CHAPTER ONE

THE WORLD MARSHALL PLAN:

HOW IT WORKS AND IS

FINANCED

A SUPPLEMENTARY INCOME FOR EACH WOMAN, MAN AND CHILD

A Marshall Plan, carefully targeting the individual development of all people, could result in an immediate improvement in the world economy, a steady regeneration of the environment and an increased caring for our common home, Planet Earth.

If every man, woman and child were given $250 every year to

be spent exclusively on his or her wholesome development, people would do this in quite different ways. The economically poor might concentrate on food production, or pool resources to buy a village water pump, while those whose physical needs are met could focus on art, travel or personal development classes. All would be encouraged to consider such questions as: What is health, what adds depth and meaning to life and how can an individual develop personally without harming others or the environment?
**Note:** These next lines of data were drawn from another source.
//! In-memory scripted browser
//!
//! Replays fixed page states instead of driving a real browser, so the
//! harvesting and orchestration logic can be exercised deterministically.
//! Each registered page is a sequence of frames; every scroll, in either
//! direction, advances to the next frame, which is how lazily loaded
//! content is modelled. Waits return immediately.

use crate::browser::device::{DeviceContext, DeviceProfile};
use crate::browser::driver::{BrowserDriver, DriverError, DriverResult, PageDriver, RequestFilter};
use async_trait::async_trait;
use std::collections::HashMap;
use std::sync::atomic::{AtomicBool, AtomicUsize, Ordering};
use std::sync::{Arc, Mutex, MutexGuard};
use std::time::Duration;
use url::Url;

/// Text of one scripted element
#[derive(Debug, Clone, PartialEq)]
pub enum ScriptedText {
    Text(String),
    /// Reading this element times out
    Timeout,
}

/// One snapshot of a page's DOM
#[derive(Debug, Clone, Default)]
pub struct Frame {
    pub html: String,
    pub elements: HashMap<String, Vec<ScriptedText>>,
}

/// Scripted behaviour of one URL
#[derive(Debug, Clone, Default)]
pub struct ScriptedPage {
    frames: Vec<Frame>,
    title: Option<String>,
    goto_failures: usize,
}

impl ScriptedPage {
    pub fn new() -> Self {
        Self::default()
    }

    /// Sets the document title
    pub fn title(mut self, title: &str) -> Self {
        self.title = Some(title.to_string());
        self
    }

    /// Appends a frame with the given markup
    pub fn frame(mut self, html: &str) -> Self {
        self.frames.push(Frame {
            html: html.to_string(),
            elements: HashMap::new(),
        });
        self
    }

    /// Adds elements with the given texts to the last frame
    pub fn elements(mut self, selector: &str, texts: &[&str]) -> Self {
        self.last_frame()
            .elements
            .entry(selector.to_string())
            .or_default()
            .extend(texts.iter().map(|t| ScriptedText::Text(t.to_string())));
        self
    }

    /// Adds an element whose text read times out to the last frame
    pub fn slow_element(mut self, selector: &str) -> Self {
        self.last_frame()
            .elements
            .entry(selector.to_string())
            .or_default()
            .push(ScriptedText::Timeout);
        self
    }

    /// The first `n` navigations to this page time out
    pub fn fail_goto(mut self, n: usize) -> Self {
        self.goto_failures = n;
        self
    }

    fn last_frame(&mut self) -> &mut Frame {
        if self.frames.is_empty() {
            self.frames.push(Frame::default());
        }
        let last = self.frames.len() - 1;
        &mut self.frames[last]
    }
}

type PageTable = HashMap<(DeviceProfile, String), Arc<Mutex<ScriptedPage>>>;

/// Everything a scripted page recorded while it was used
#[derive(Debug, Default)]
struct Journal {
    navigations: Vec<String>,
    evaluations: usize,
    styles: usize,
    init_scripts: usize,
    routes: Vec<RequestFilter>,
    forward_scrolls: usize,
    element_scrolls: Vec<String>,
}

/// Scripted [`BrowserDriver`]
#[derive(Default)]
pub struct ScriptedBrowser {
    pages: Arc<Mutex<PageTable>>,
    opened: Mutex<Vec<DeviceProfile>>,
    closed: Arc<AtomicUsize>,
    journal: Arc<Mutex<Journal>>,
    fail_installs: AtomicBool,
}

fn lock<T>(mutex: &Mutex<T>) -> MutexGuard<'_, T> {
    mutex.lock().unwrap_or_else(|poisoned| poisoned.into_inner())
}

/// Pages are looked up by host and path only
fn page_key(url: &str) -> String {
    match Url::parse(url) {
        Ok(parsed) => format!("{}{}", parsed.host_str().unwrap_or(""), parsed.path()),
        Err(_) => url.to_string(),
    }
}

impl ScriptedBrowser {
    pub fn new() -> Self {
        Self::default()
    }

    /// Registers a page for one device profile
    pub fn add_page(&self, profile: DeviceProfile, url: &str, page: ScriptedPage) {
        lock(&self.pages).insert((profile, page_key(url)), Arc::new(Mutex::new(page)));
    }

    /// Registers the same page for both device profiles
    pub fn add_page_all(&self, url: &str, page: ScriptedPage) {
        for profile in DeviceProfile::FALLBACK_CHAIN {
            self.add_page(profile, url, page.clone());
        }
    }

    /// Makes stylesheet, init-script and route installation fail
    pub fn fail_installs(&self, fail: bool) {
        self.fail_installs.store(fail, Ordering::SeqCst);
    }

    /// Profiles of every context opened so far, in order
    pub fn opened_contexts(&self) -> Vec<DeviceProfile> {
        lock(&self.opened).clone()
    }

    /// Number of contexts closed so far
    pub fn closed_contexts(&self) -> usize {
        self.closed.load(Ordering::SeqCst)
    }

    /// Every URL passed to `goto`, in order
    pub fn navigations(&self) -> Vec<String> {
        lock(&self.journal).navigations.clone()
    }

    /// Number of scripts evaluated across all pages
    pub fn evaluations(&self) -> usize {
        lock(&self.journal).evaluations
    }

    /// Number of stylesheets and init scripts injected
    pub fn injections(&self) -> (usize, usize) {
        let journal = lock(&self.journal);
        (journal.styles, journal.init_scripts)
    }

    /// Request filters installed across all contexts
    pub fn routes(&self) -> Vec<RequestFilter> {
        lock(&self.journal).routes.clone()
    }

    /// Number of forward scrolls across all pages
    pub fn forward_scrolls(&self) -> usize {
        lock(&self.journal).forward_scrolls
    }

    /// Selectors of every scrolled element, in order
    pub fn element_scrolls(&self) -> Vec<String> {
        lock(&self.journal).element_scrolls.clone()
    }
}

#[async_trait]
impl BrowserDriver for ScriptedBrowser {
    type Page = ScriptedPageHandle;

    async fn open_context(&self, device: &DeviceContext) -> DriverResult<Self::Page> {
        lock(&self.opened).push(device.profile);
        Ok(ScriptedPageHandle {
            profile: device.profile,
            pages: Arc::clone(&self.pages),
            journal: Arc::clone(&self.journal),
            closed_counter: Arc::clone(&self.closed),
            fail_installs: self.fail_installs.load(Ordering::SeqCst),
            current: Mutex::new(None),
            closed: AtomicBool::new(false),
        })
    }
}

#[derive(Debug)]
struct Loaded {
    url: String,
    page: ScriptedPage,
    frame: usize,
}

/// Page handle of the scripted browser
pub struct ScriptedPageHandle {
    profile: DeviceProfile,
    pages: Arc<Mutex<PageTable>>,
    journal: Arc<Mutex<Journal>>,
    closed_counter: Arc<AtomicUsize>,
    fail_installs: bool,
    current: Mutex<Option<Loaded>>,
    closed: AtomicBool,
}

impl ScriptedPageHandle {
    fn ensure_open(&self) -> DriverResult<()> {
        if self.closed.load(Ordering::SeqCst) {
            Err(DriverError::Closed)
        } else {
            Ok(())
        }
    }

    fn with_frame<T>(&self, f: impl FnOnce(Option<&Frame>) -> T) -> DriverResult<T> {
        self.ensure_open()?;
        let current = lock(&self.current);
        let frame = current.as_ref().and_then(|l| l.page.frames.get(l.frame));
        Ok(f(frame))
    }

    fn install(&self) -> DriverResult<()> {
        self.ensure_open()?;
        if self.fail_installs {
            return Err(DriverError::Script("injection refused".to_string()));
        }
        Ok(())
    }

    fn advance(&self, fraction: f64) {
        let mut current = lock(&self.current);
        if let Some(loaded) = current.as_mut() {
            if loaded.frame + 1 < loaded.page.frames.len() {
                loaded.frame += 1;
            }
        }
        if fraction > 0.0 {
            lock(&self.journal).forward_scrolls += 1;
        }
    }
}

#[async_trait]
impl PageDriver for ScriptedPageHandle {
    async fn goto(&self, url: &str, timeout: Duration) -> DriverResult<()> {
        self.ensure_open()?;
        lock(&self.journal).navigations.push(url.to_string());

        let entry = lock(&self.pages)
            .get(&(self.profile, page_key(url)))
            .cloned()
            .ok_or_else(|| DriverError::Navigation {
                url: url.to_string(),
                message: "no scripted page".to_string(),
            })?;

        let page = {
            let mut scripted = lock(&entry);
            if scripted.goto_failures > 0 {
                scripted.goto_failures -= 1;
                return Err(DriverError::timeout("navigation", timeout));
            }
            scripted.clone()
        };

        *lock(&self.current) = Some(Loaded {
            url: url.to_string(),
            page,
            frame: 0,
        });
        Ok(())
    }

    async fn wait_for_network_idle(&self, _timeout: Duration) -> DriverResult<()> {
        self.ensure_open()
    }

    async fn url(&self) -> DriverResult<Option<String>> {
        self.ensure_open()?;
        Ok(lock(&self.current).as_ref().map(|l| l.url.clone()))
    }

    async fn evaluate(&self, _script: &str) -> DriverResult<serde_json::Value> {
        self.ensure_open()?;
        lock(&self.journal).evaluations += 1;
        Ok(serde_json::Value::Null)
    }

    async fn add_style_tag(&self, _css: &str) -> DriverResult<()> {
        self.install()?;
        lock(&self.journal).styles += 1;
        Ok(())
    }

    async fn add_init_script(&self, _script: &str) -> DriverResult<()> {
        self.install()?;
        lock(&self.journal).init_scripts += 1;
        Ok(())
    }

    async fn route(&self, filter: RequestFilter) -> DriverResult<()> {
        self.install()?;
        lock(&self.journal).routes.push(filter);
        Ok(())
    }

    async fn count(&self, selector: &str) -> DriverResult<usize> {
        self.with_frame(|frame| {
            frame
                .and_then(|f| f.elements.get(selector))
                .map_or(0, |items| items.len())
        })
    }

    async fn inner_text(
        &self,
        selector: &str,
        index: usize,
        timeout: Duration,
    ) -> DriverResult<String> {
        let text = self.with_frame(|frame| {
            frame
                .and_then(|f| f.elements.get(selector))
                .and_then(|items| items.get(index))
                .cloned()
        })?;

        match text {
            Some(ScriptedText::Text(text)) => Ok(text),
            Some(ScriptedText::Timeout) => Err(DriverError::timeout("inner_text", timeout)),
            None => Err(DriverError::NotFound(format!("{}[{}]", selector, index))),
        }
    }

    async fn is_visible(&self, selector: &str) -> DriverResult<bool> {
        Ok(self.count(selector).await? > 0)
    }

    async fn scroll_page(&self, fraction: f64) -> DriverResult<()> {
        self.ensure_open()?;
        self.advance(fraction);
        Ok(())
    }

    async fn scroll_element(&self, selector: &str, fraction: f64) -> DriverResult<()> {
        if self.count(selector).await? == 0 {
            return Err(DriverError::NotFound(selector.to_string()));
        }
        lock(&self.journal).element_scrolls.push(selector.to_string());
        self.advance(fraction);
        Ok(())
    }

    async fn press_escape(&self) -> DriverResult<()> {
        self.ensure_open()
    }

    async fn wait_for_timeout(&self, _duration: Duration) {
        tokio::task::yield_now().await;
    }

    async fn title(&self) -> DriverResult<Option<String>> {
        self.ensure_open()?;
        Ok(lock(&self.current)
            .as_ref()
            .and_then(|l| l.page.title.clone()))
    }

    async fn content(&self) -> DriverResult<String> {
        self.with_frame(|frame| frame.map(|f| f.html.clone()).unwrap_or_default())
    }

    async fn screenshot(&self) -> DriverResult<Vec<u8>> {
        self.ensure_open()?;
        Ok(b"\x89PNG\r\n\x1a\n".to_vec())
    }

    async fn close(&self) -> DriverResult<()> {
        if !self.closed.swap(true, Ordering::SeqCst) {
            self.closed_counter.fetch_add(1, Ordering::SeqCst);
        }
        Ok(())
    }
}

#[cfg(test)]
mod tests {
    use super::*;

    const WAIT: Duration = Duration::from_millis(10);

    #[tokio::test]
    async fn test_frames_advance_on_scroll() {
        let browser = ScriptedBrowser::new();
        browser.add_page(
            DeviceProfile::Mobile,
            "https://example.com/@me",
            ScriptedPage::new().frame("<p>one</p>").frame("<p>two</p>"),
        );
        let page = browser
            .open_context(&DeviceProfile::Mobile.context())
            .await
            .unwrap();

        page.goto("https://example.com/@me?region=US", WAIT)
            .await
            .unwrap();
        assert_eq!(page.content().await.unwrap(), "<p>one</p>");
        page.scroll_page(-0.4).await.unwrap();
        assert_eq!(page.content().await.unwrap(), "<p>two</p>");
        page.scroll_page(0.9).await.unwrap();
        assert_eq!(page.content().await.unwrap(), "<p>two</p>");
        assert_eq!(browser.forward_scrolls(), 1);
    }

    #[tokio::test]
    async fn test_goto_failures_then_success() {
        let browser = ScriptedBrowser::new();
        browser.add_page(
            DeviceProfile::Mobile,
            "https://example.com/@me",
            ScriptedPage::new().fail_goto(1),
        );
        let page = browser
            .open_context(&DeviceProfile::Mobile.context())
            .await
            .unwrap();

        let first = page.goto("https://example.com/@me", WAIT).await;
        assert!(first.unwrap_err().is_timeout());
        assert!(page.goto("https://example.com/@me", WAIT).await.is_ok());
    }

    #[tokio::test]
    async fn test_closed_page_rejects_operations() {
        let browser = ScriptedBrowser::new();
        let page = browser
            .open_context(&DeviceProfile::Desktop.context())
            .await
            .unwrap();
        page.close().await.unwrap();
        page.close().await.unwrap();

        assert!(matches!(page.count("a").await, Err(DriverError::Closed)));
        assert_eq!(browser.closed_contexts(), 1);
    }

    #[tokio::test]
    async fn test_element_texts() {
        let browser = ScriptedBrowser::new();
        browser.add_page_all(
            "https://example.com/post/1",
            ScriptedPage::new()
                .elements(".item", &["a", "b"])
                .slow_element(".item"),
        );
        let page = browser
            .open_context(&DeviceProfile::Mobile.context())
            .await
            .unwrap();
        page.goto("https://example.com/post/1", WAIT).await.unwrap();

        assert_eq!(page.count(".item").await.unwrap(), 3);
        assert_eq!(page.inner_text(".item", 1, WAIT).await.unwrap(), "b");
        assert!(page.inner_text(".item", 2, WAIT).await.unwrap_err().is_timeout());
        assert!(matches!(
            page.inner_text(".item", 9, WAIT).await,
            Err(DriverError::NotFound(_))
        ));
    }
}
A supplementary income for each individual person would not only affect every person's life, it would also change the world economy unrecognizably.
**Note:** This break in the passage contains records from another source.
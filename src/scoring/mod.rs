//! Toxicity scoring
//!
//! # Components
//!
//! - `rules`: the deterministic rule scorer (`RuleScorer`, `LexiconScorer`)
//! - `model`: the optional ML model client (`ToxicityModel`, `HttpToxicityModel`)
//! - `pipeline`: combines both into scored, flagged rows

mod model;
mod pipeline;
mod rules;

pub use model::{HttpToxicityModel, ModelError, Predictions, ToxicityModel};
pub use pipeline::{is_flagged, ScoringPipeline};
pub use rules::{LexiconScorer, RuleScorer};
impl ChromiumBrowser {
    /// Launches a local Chromium, or connects to a remote one when
    /// `chrome_url` is configured
    ///
    /// # Arguments
    ///
    /// * `config` - Browser section of the configuration
    ///
    /// # Returns
    ///
    /// * `Ok(ChromiumBrowser)` - Browser ready for contexts
    /// * `Err(DriverError::Launch)` - Chromium could not be started or reached
    pub async fn start(config: &BrowserConfig) -> DriverResult<Self> {
        let (browser, handler) = match &config.chrome_url {
            Some(endpoint) => {
                tracing::info!("Connecting to remote browser at {}", endpoint);
                Browser::connect(endpoint.as_str())
                    .await
                    .map_err(|e| DriverError::Launch(e.to_string()))?
            }
            None => {
                let mut builder = LaunchConfig::builder();
                if config.headful {
                    builder = builder.with_head();
                }
                if let Some(bin) = &config.chrome_bin {
                    builder = builder.chrome_executable(bin);
                }
                let launch = builder.build().map_err(DriverError::Launch)?;
                tracing::info!(
                    "Launching {} browser",
                    if config.headful { "headful" } else { "headless" }
                );
                Browser::launch(launch)
                    .await
                    .map_err(|e| DriverError::Launch(e.to_string()))?
            }
        };

        Ok(Self {
            browser: Arc::new(browser),
            _handler: AbortOnDrop(spawn_handler(handler)),
        })
    }

    async fn emulate(page: &Page, device: &DeviceContext) -> Result<(), CdpError> {
        page.execute(SetDeviceMetricsOverrideParams::new(
            i64::from(device.width),
            i64::from(device.height),
            device.device_scale_factor,
            device.is_mobile,
        ))
        .await?;
        page.execute(SetTouchEmulationEnabledParams::new(device.has_touch))
            .await?;
        page.execute(SetUserAgentOverrideParams::new(device.user_agent.clone()))
            .await?;
        Ok(())
    }
}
To that section of the world where many earn as little as $400 a year, a $250 increase in income would constitute a fortune. Individuals could spend it on educational and other resources for soil regeneration and food production, or to start a small business. Communities could pool a part of their resources to buy a waterpump, install a sewage system or build a school. The extra income would help to catapult many within a few years into becoming contributors and consumers in a regenerated world economy.

To those to whom $250 is a percentage only of their weekly income, this bonus provides serious food for thought and would at the very least result in a worldwide consciousness raising campaign which would gain momentum, as every year again each individual would be asked to order goods and/or services for wholesome development. In wealthier communities, individuals could spend their income on culture, education, art, personal and spiritual development, or travel -- services which would not deplete non-renewable resources but which would expand individual 11

horizons and could enhance the quality of interpersonal and even international communication.
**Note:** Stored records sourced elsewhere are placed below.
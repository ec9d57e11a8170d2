use serde::Deserialize;

/// Main configuration structure for Comment Sentry
///
/// Every section has defaults, so an empty TOML file (or no file at all)
/// yields a usable configuration.
#[derive(Debug, Clone, Default, Deserialize)]
#[serde(default)]
pub struct Config {
    pub target: TargetConfig,
    pub crawler: CrawlerConfig,
    pub scoring: ScoringConfig,
    pub output: OutputConfig,
    pub browser: BrowserConfig,
    pub overlay: OverlayConfig,
}

/// What to crawl
#[derive(Debug, Clone, Default, Deserialize)]
#[serde(default)]
pub struct TargetConfig {
    /// Profile page whose posts should be harvested
    #[serde(rename = "profile-url")]
    pub profile_url: Option<String>,

    /// A single post to harvest instead of a whole profile
    #[serde(rename = "single-url")]
    pub single_url: Option<String>,
}

/// Crawler behavior configuration
#[derive(Debug, Clone, Deserialize)]
#[serde(default)]
pub struct CrawlerConfig {
    /// Maximum number of posts taken from a profile
    #[serde(rename = "max-posts")]
    pub max_posts: usize,

    /// Region value appended as `region=` to post and profile URLs
    #[serde(rename = "region-hint")]
    pub region_hint: String,

    /// Page navigation timeout (milliseconds)
    #[serde(rename = "navigation-timeout")]
    pub navigation_timeout_ms: u64,

    /// Network idle wait after navigation (milliseconds)
    #[serde(rename = "idle-timeout")]
    pub idle_timeout_ms: u64,

    /// Upper bound for any single element operation (milliseconds)
    #[serde(rename = "element-timeout")]
    pub element_timeout_ms: u64,

    /// Maximum scroll iterations on a profile page
    #[serde(rename = "link-iterations")]
    pub link_iterations: u32,

    /// Consecutive no-progress iterations before link harvesting stops
    #[serde(rename = "link-stall-limit")]
    pub link_stall_limit: u32,

    /// Comment count at which loading stops
    #[serde(rename = "comment-target")]
    pub comment_target: usize,

    /// Maximum scroll cycles spent loading comments
    #[serde(rename = "comment-cycles")]
    pub comment_cycles: u32,

    /// Lower bound of the delay between post visits (milliseconds)
    #[serde(rename = "politeness-min")]
    pub politeness_min_ms: u64,

    /// Upper bound of the delay between post visits (milliseconds)
    #[serde(rename = "politeness-max")]
    pub politeness_max_ms: u64,
}

impl Default for CrawlerConfig {
    fn default() -> Self {
        Self {
            max_posts: 12,
            region_hint: "US".to_string(),
            navigation_timeout_ms: 35_000,
            idle_timeout_ms: 15_000,
            element_timeout_ms: 12_000,
            link_iterations: 22,
            link_stall_limit: 3,
            comment_target: 60,
            comment_cycles: 32,
            politeness_min_ms: 600,
            politeness_max_ms: 1_200,
        }
    }
}

/// Toxicity scoring configuration
#[derive(Debug, Clone, Deserialize)]
#[serde(default)]
pub struct ScoringConfig {
    /// Whether the ML toxicity model is consulted
    #[serde(rename = "use-model")]
    pub use_model: bool,

    /// HTTP endpoint of the ML toxicity model
    #[serde(rename = "model-url")]
    pub model_url: Option<String>,

    /// Any model dimension at or above this value flags the comment
    #[serde(rename = "toxic-threshold")]
    pub toxic_threshold: f64,

    /// Rule scores at or above this value flag the comment
    #[serde(rename = "rule-threshold")]
    pub rule_threshold: f64,
}

impl Default for ScoringConfig {
    fn default() -> Self {
        Self {
            use_model: false,
            model_url: None,
            toxic_threshold: 0.78,
            rule_threshold: 3.0,
        }
    }
}

/// Output configuration
#[derive(Debug, Clone, Deserialize)]
#[serde(default)]
pub struct OutputConfig {
    /// Path to the SQLite database file
    #[serde(rename = "database-path")]
    pub database_path: String,

    /// Directory receiving debug snapshots
    #[serde(rename = "debug-dir")]
    pub debug_dir: String,
}

impl Default for OutputConfig {
    fn default() -> Self {
        Self {
            database_path: "comments.sqlite".to_string(),
            debug_dir: "debug".to_string(),
        }
    }
}

/// Browser launch configuration
#[derive(Debug, Clone, Default, Deserialize)]
#[serde(default)]
pub struct BrowserConfig {
    /// Show the browser window
    pub headful: bool,

    /// DevTools websocket of an already running browser
    #[serde(rename = "chrome-url")]
    pub chrome_url: Option<String>,

    /// Browser executable to launch
    #[serde(rename = "chrome-bin")]
    pub chrome_bin: Option<String>,
}

/// App-wall suppression configuration
#[derive(Debug, Clone, Deserialize)]
#[serde(default)]
pub struct OverlayConfig {
    /// Regexes matched against lowercased request URLs; matches are aborted
    #[serde(rename = "block-patterns")]
    pub block_patterns: Vec<String>,

    /// Selectors force-hidden by the injected stylesheet
    #[serde(rename = "hide-selectors")]
    pub hide_selectors: Vec<String>,

    /// Selectors deleted by every removal pass
    #[serde(rename = "remove-selectors")]
    pub remove_selectors: Vec<String>,

    /// Minimum z-index for the full-screen overlay heuristic
    #[serde(rename = "min-z-index")]
    pub min_z_index: i64,

    /// Viewport fraction an overlay must cover in either dimension
    pub coverage: f64,
}

impl Default for OverlayConfig {
    fn default() -> Self {
        let hide_selectors: Vec<String> = [
            ".seo-landing-modal-wrapper",
            ".seo-landing-modal-style-wrapper",
            ".ui-mobile-drawer-container",
            ".ban-banner-wrapper",
            ".bottom-reflow",
        ]
        .iter()
        .map(|s| s.to_string())
        .collect();

        let mut remove_selectors = hide_selectors.clone();
        remove_selectors.extend(
            ["[class*='OpenApp']", "[data-open-app]", "div[role='dialog']"]
                .iter()
                .map(|s| s.to_string()),
        );

        Self {
            block_patterns: [
                r"/seo-landing",
                r"/openapp",
                r"/open-app",
                r"/open_in_app",
                r"/appdownload",
                r"/app-download",
                r"/install",
                r"/jump/download",
                r"tmall|appsflyer|adjust|branch\.io|smartlink|smartapp",
            ]
            .iter()
            .map(|s| s.to_string())
            .collect(),
            hide_selectors,
            remove_selectors,
            min_z_index: 1000,
            coverage: 0.6,
        }
    }
}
There would be a significant boost to the world economy for those goods and services that benefit the development of people, communities and the planet without harming any individual or the environment.

Half would be roughly spent on goods and half for non-material resources, like education. As peoples' physical living conditions improved, there would be more requests for educational, cultural and spiritual services, thus allowing the world economy to expand indefinitely without affecting the health of the planet.

Firms, seeing a decreasing demand for goods and services that deplete non-renewable resources or which are harmful, would be encouraged in a non-violent way to direct their research and development to the production of goods and services for this health generating market. Arms industries would, for example, be able to convert without any lay-offs. The transition would produce neither unemployment nor bankruptcies.

As production of corporations focussed increasingly on goods and services that promote health and sustainable development, their advertising would reinforce this trend. This, in turn would reinforce healthy attitudes and a predisposition among people worldwide to judge goods and services by their positive impact on human beings, on the economy and on the planetary environment. Thus business and peoples attitudes would work together to promote individual satisfaction, and caring and sustainable development worldwide in an upward moving spiral.

WHAT IS REQUIRED?

This World Marshall Plan provides a supplementary income for all people in every nation. It will take about 10 years to build the necessary infrastructure.

The infrastructure will consist of:

1. a worldwide computer network; connected to

2. a U.N. Bank which works exclusively with money transfers, rather than actual currency and is built on the model of the Dutch PTT Giro System; with

3. accounts for every man, woman and child in the world; and

4. two U.N. development experts for every one thousand people, each with access to this fully computerized banking system both for informational and data entry purposes.

WHERE WOULD THE INCOME FOR ALL PEOPLE COME FROM?

In the past, countries created currency, equivalent to the amount of gold they had.

Today, countries create currency, according to the combined value of their marketable goods and services.

At regular intervals, national or federal banks, all over the world decide at the national level how much the combined goods and services in that country are worth. On the basis of this the value of that country's currency is determined.

Ideally, a country's currency is a measurement of the value of its combined goods and services. The amount of money a person has, symbolizes how much of these s/he can use to barter for other goods and services. Money is therefore a means of exchanging goods and services.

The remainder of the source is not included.